KR100246463B1 - Location estimation method using pseudo-range and pilot strength - Google Patents

Abstract

1. TECHNICAL FIELD OF THE INVENTION

The present invention relates to a position estimation method using pseudo distance and pilot strength.

2. The technical problem to be solved by the invention

The present invention provides a location estimation method for estimating the position of a mobile station using the pseudo-distance between the target base station and the mobile station and the pilot signal strength of the neighboring base station measured by the mobile station even when the base stations are asynchronous in the mobile communication system. has exist.

3. Summary of Solution to Invention

The present invention provides a first step of obtaining pseudo-signal distance between a target base station to which a mobile station belongs and a mobile station and pilot signal strengths of base stations surrounding the mobile station; Selecting a base station having a maximum strength of a pilot signal among neighboring base stations having a direct wave relationship with the target base station; Selecting a road in which the mobile station is located by using the selected base station and road information; And a fourth step of estimating a location on the selected road away from the target base station by a distance substantially corresponding to the pseudo range as the location of the mobile station.

4. Important uses of the invention

The present invention is used for location tracking service in a mobile communication system.

Description

Location Estimation Using Pseudo Distance and Pilot Strength

The present invention relates to a location estimation method in a mobile communication system. In particular, in a micro-cellular broadband code division multiple access system, even when the base stations are asynchronous, the pseudo distance between the target base station and the mobile station and the pilot signal strengths of the neighbor base stations measured by the mobile station are measured. A position estimation method for estimating the position of a mobile station using

As the demand for mobile communication increases rapidly, subscribers require more diverse and convenient services, and the location tracking service is being researched as one of the new mobile communication services. However, an efficient location estimation method is required to provide a location tracking service in a mobile communication system.

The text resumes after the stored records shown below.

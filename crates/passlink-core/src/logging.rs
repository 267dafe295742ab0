use crate::{errors::Error, Result};

/// Initialize logging/tracing for the bot.
pub fn init(service_name: &str) -> Result<()> {
    use tracing_subscriber::{fmt, EnvFilter};

    // Default: info for our crates, warn for everything else.
    // Can be overridden with `RUST_LOG`.
    let filter = EnvFilter::try_from_default_env().unwrap_or_else(|_| {
        EnvFilter::new(format!(
            "warn,passlink=info,passlink_core=info,passlink_store=info,passlink_telegram=info,{}=info",
            service_name.replace('-', "_")
        ))
    });

    fmt()
        .with_env_filter(filter)
        .with_target(false)
        .with_ansi(true)
        .try_init()
        .map_err(|e| Error::Config(format!("logging init failed: {e}")))
}
use std::{env, fs, path::Path, time::Duration};

use crate::{
    domain::{ChannelRef, UserId},
    errors::Error,
    Result,
};

/// Typed configuration, read from the environment (and `.env` if present).
#[derive(Clone, Debug)]
pub struct Config {
    // Core
    pub telegram_bot_token: String,
    pub allowed_channel: ChannelRef,
    pub admin_user_id: UserId,
    pub join_channel_url: Option<String>,

    // Storage
    pub database_url: String,
    pub persist_conversations: bool,

    // Runtime constants
    pub membership_timeout: Duration,

    // Telegram limits
    pub telegram_message_limit: usize,
    pub telegram_safe_limit: usize,
}

impl Config {
    pub fn load() -> Result<Self> {
        load_dotenv_if_present(Path::new(".env"));
        Self::from_lookup(|key| env::var(key).ok())
    }

    /// Build a config from an arbitrary key lookup (the process env in
    /// production, a map in tests).
    pub fn from_lookup(lookup: impl Fn(&str) -> Option<String>) -> Result<Self> {
        let get = |key: &str| lookup(key).and_then(non_empty);

        // Required
        let telegram_bot_token = get("BOT_TOKEN")
            .or_else(|| get("TELEGRAM_BOT_TOKEN"))
            .ok_or_else(|| {
                Error::Config("BOT_TOKEN environment variable is required".to_string())
            })?;

        let raw_channel = get("ALLOWED_CHANNEL_ID").ok_or_else(|| {
            Error::Config("ALLOWED_CHANNEL_ID environment variable is required".to_string())
        })?;
        let allowed_channel = ChannelRef::parse(&raw_channel).ok_or_else(|| {
            Error::Config(format!(
                "ALLOWED_CHANNEL_ID must be a numeric chat id or @username, got {raw_channel:?}"
            ))
        })?;

        let raw_admin = get("ALLOWED_USER_ID").ok_or_else(|| {
            Error::Config("ALLOWED_USER_ID environment variable is required".to_string())
        })?;
        let admin_user_id = raw_admin
            .trim()
            .parse::<i64>()
            .map(UserId)
            .map_err(|_| {
                Error::Config(format!(
                    "ALLOWED_USER_ID must be a numeric user id, got {raw_admin:?}"
                ))
            })?;

        // Join button falls back to the channel's public link.
        let join_channel_url = get("JOIN_CHANNEL_URL").or_else(|| allowed_channel.public_url());

        // Storage
        let database_url = get("DATABASE_URL").unwrap_or_else(|| "sqlite://passlink.db".to_string());
        let persist_conversations = get("PERSIST_CONVERSATIONS")
            .map(|s| parse_bool(&s))
            .unwrap_or(false);

        let membership_timeout = Duration::from_millis(
            get("MEMBERSHIP_TIMEOUT_MS")
                .and_then(|s| s.trim().parse::<u64>().ok())
                .unwrap_or(5_000),
        );

        // Telegram message limits
        let telegram_message_limit = get("TELEGRAM_MESSAGE_LIMIT")
            .and_then(|s| s.trim().parse::<usize>().ok())
            .unwrap_or(4096);
        let telegram_safe_limit = get("TELEGRAM_SAFE_LIMIT")
            .and_then(|s| s.trim().parse::<usize>().ok())
            .unwrap_or(4000)
            .min(telegram_message_limit);

        Ok(Self {
            telegram_bot_token,
            allowed_channel,
            admin_user_id,
            join_channel_url,
            database_url,
            persist_conversations,
            membership_timeout,
            telegram_message_limit,
            telegram_safe_limit,
        })
    }
}

fn load_dotenv_if_present(path: &Path) {
    let Ok(contents) = fs::read_to_string(path) else {
        return;
    };

    for raw in contents.lines() {
        let line = raw.trim();
        if line.is_empty() || line.starts_with('#') {
            continue;
        }

        let Some((k, v)) = line.split_once('=') else {
            continue;
        };

        let key = k.trim();
        if key.is_empty() {
            continue;
        }
        if env::var_os(key).is_some() {
            continue; // do not override existing env
        }

        env::set_var(key, unquote(v.trim()));
    }
}

fn unquote(val: &str) -> &str {
    if val.len() >= 2
        && ((val.starts_with('"') && val.ends_with('"'))
            || (val.starts_with('\'') && val.ends_with('\'')))
    {
        return &val[1..val.len() - 1];
    }
    val
}

fn parse_bool(s: &str) -> bool {
    matches!(
        s.trim().to_lowercase().as_str(),
        "1" | "true" | "yes" | "on"
    )
}

fn non_empty(s: String) -> Option<String> {
    if s.trim().is_empty() {
        None
    } else {
        Some(s)
    }
}
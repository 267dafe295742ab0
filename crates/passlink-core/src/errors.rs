/// Core error type.
///
/// Adapter crates map their specific errors into this type so startup and
/// transport failures are reported consistently.
#[derive(Debug, thiserror::Error)]
pub enum Error {
    #[error("config error: {0}")]
    Config(String),

    #[error("i/o error: {0}")]
    Io(#[from] std::io::Error),

    #[error("external error: {0}")]
    External(String),
}

pub type Result<T> = std::result::Result<T, Error>;

/// Failure talking to the record or conversation backend.
///
/// The message carries backend detail for logs; it is never shown to users.
#[derive(Debug, Clone, PartialEq, Eq, thiserror::Error)]
pub enum StoreError {
    #[error("write failed: {0}")]
    WriteFailed(String),

    #[error("read failed: {0}")]
    ReadFailed(String),

    /// The backend answered, but what it holds cannot be decoded.
    #[error("corrupt data: {0}")]
    Corrupt(String),
}

pub type StoreResult<T> = std::result::Result<T, StoreError>;

/// Everything that can go wrong in a single conversation turn.
///
/// The command router picks the user-facing text per variant; none of these
/// are fatal to the process.
#[derive(Debug, Clone, PartialEq, Eq, thiserror::Error)]
pub enum TurnError {
    #[error("not authorized")]
    AuthorizationDenied,

    #[error(transparent)]
    Store(#[from] StoreError),

    #[error("no record for passkey")]
    NotFound,

    #[error("malformed conversation state: {0}")]
    MalformedState(String),
}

1 is a configuration diagram of a mobile communication system for a conventional location tracking service.

The mobile station 105 transmits 106 its transmission time information (Time Stamp) to the base stations 102 and 103 in the transmission signal. The transmission signal from the mobile station 105 is received at each base station 102,103, and each base station 102,103 transmits its transmission time and its reception time received from the mobile station 105 to the mobile switching center / base station controller 101. Transmit (107).

At this time, each of the base stations 102 and 103 knows the exact time from the GPS (Global Positioning System) signal, and by using this time information, each base station can synchronize with each other accurately. On the other hand, the base station antenna 104 is a case of omni-direction antenna (Omni-direction antenna) is a case where the direction information on the position of the mobile station is unknown. Accordingly, the mobile switching center / base station controller 101 can know the pseudo-range between the mobile station and each base station by using the difference between the reception time of the base station and the transmission time of the mobile station, and use this to determine the position of the mobile station. Estimate.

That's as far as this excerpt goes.